** WHAT TO PRODUCE **
Look through the listing below and report the lines that have the word "counter" in them.

___ MATERIALS PROVIDED

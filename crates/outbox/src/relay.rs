//! The relay: a poll → publish → mark loop draining the outbox.

use std::time::Duration;

use messaging::{BrokerError, Publisher};
use storage::StoreError;
use thiserror::Error;
use tokio::sync::watch;
use tokio::time::MissedTickBehavior;

use crate::{OutboxStatus, store::OutboxStore};

/// Relay tuning knobs. `exchange` is fixed per deployment.
#[derive(Debug, Clone)]
pub struct RelayConfig {
    pub batch_size: u32,
    pub poll_interval: Duration,
    pub exchange: String,
}

impl Default for RelayConfig {
    fn default() -> Self {
        Self {
            batch_size: 10,
            poll_interval: Duration::from_millis(500),
            exchange: "auction.events".to_string(),
        }
    }
}

/// Errors raised by a single relay tick. Both kinds are infrastructure
/// failures: the loop logs them and retries on the next tick.
#[derive(Debug, Error)]
pub enum RelayError {
    #[error(transparent)]
    Store(#[from] StoreError),
    #[error(transparent)]
    Broker(#[from] BrokerError),
}

/// Moves events from the outbox to the bus, at-least-once.
///
/// Multiple relay instances may run against the same outbox: the
/// lock-skipping claim hands each a disjoint batch, so they scale
/// horizontally without coordination or leader election.
pub struct OutboxRelay<S, P> {
    store: S,
    publisher: P,
    config: RelayConfig,
}

impl<S: OutboxStore, P: Publisher> OutboxRelay<S, P> {
    pub fn new(store: S, publisher: P, config: RelayConfig) -> Self {
        Self {
            store,
            publisher,
            config,
        }
    }

    /// Runs the polling loop until `shutdown` flips to true (or its sender
    /// drops). An in-flight tick always completes first; its non-commit
    /// exits roll back, so cancellation never leaves a transaction open.
    #[tracing::instrument(skip_all, fields(exchange = %self.config.exchange))]
    pub async fn run(&self, mut shutdown: watch::Receiver<bool>) {
        let mut ticker = tokio::time::interval(self.config.poll_interval);
        ticker.set_missed_tick_behavior(MissedTickBehavior::Delay);

        tracing::info!(
            batch_size = self.config.batch_size,
            poll_interval_ms = self.config.poll_interval.as_millis() as u64,
            "outbox relay started"
        );

        loop {
            tokio::select! {
                _ = shutdown.changed() => {
                    tracing::info!("outbox relay shutting down");
                    return;
                }
                _ = ticker.tick() => {
                    match self.process_batch().await {
                        Ok(0) => {}
                        Ok(published) => {
                            tracing::debug!(published, "relay tick complete");
                        }
                        Err(e) => {
                            metrics::counter!("outbox_relay_errors").increment(1);
                            tracing::error!(error = %e, "relay tick failed; will retry");
                        }
                    }
                }
            }
        }
    }

    /// One tick: claim a batch, publish each event, mark it Published,
    /// commit. Returns the number of events published.
    ///
    /// A publish failure returns early; the dropped transaction reverts
    /// the whole batch to Pending for the next tick. A commit failure
    /// after successful publishes also reverts the batch — those events
    /// will be published again, which is why consumers deduplicate.
    pub async fn process_batch(&self) -> Result<usize, RelayError> {
        let mut tx = self.store.begin().await?;

        let events = self
            .store
            .claim_pending(&mut tx, self.config.batch_size)
            .await?;
        if events.is_empty() {
            self.store.rollback(tx).await?;
            return Ok(0);
        }

        tracing::debug!(count = events.len(), "claimed pending events");

        for event in &events {
            self.publisher
                .publish(&self.config.exchange, &event.event_type, &event.payload)
                .await
                .map_err(|e| {
                    tracing::warn!(
                        event_id = %event.id,
                        event_type = %event.event_type,
                        error = %e,
                        "publish failed; batch rolls back to pending"
                    );
                    e
                })?;

            self.store
                .mark_status(&mut tx, event.id, OutboxStatus::Published)
                .await?;
        }

        let published = events.len();
        self.store.commit(tx).await?;
        metrics::counter!("outbox_events_published").increment(published as u64);
        Ok(published)
    }
}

______

** SOLVED EXERCISE **
                            metrics::counter!("outbox_relay_errors").increment(1);
        metrics::counter!("outbox_events_published").increment(published as u64);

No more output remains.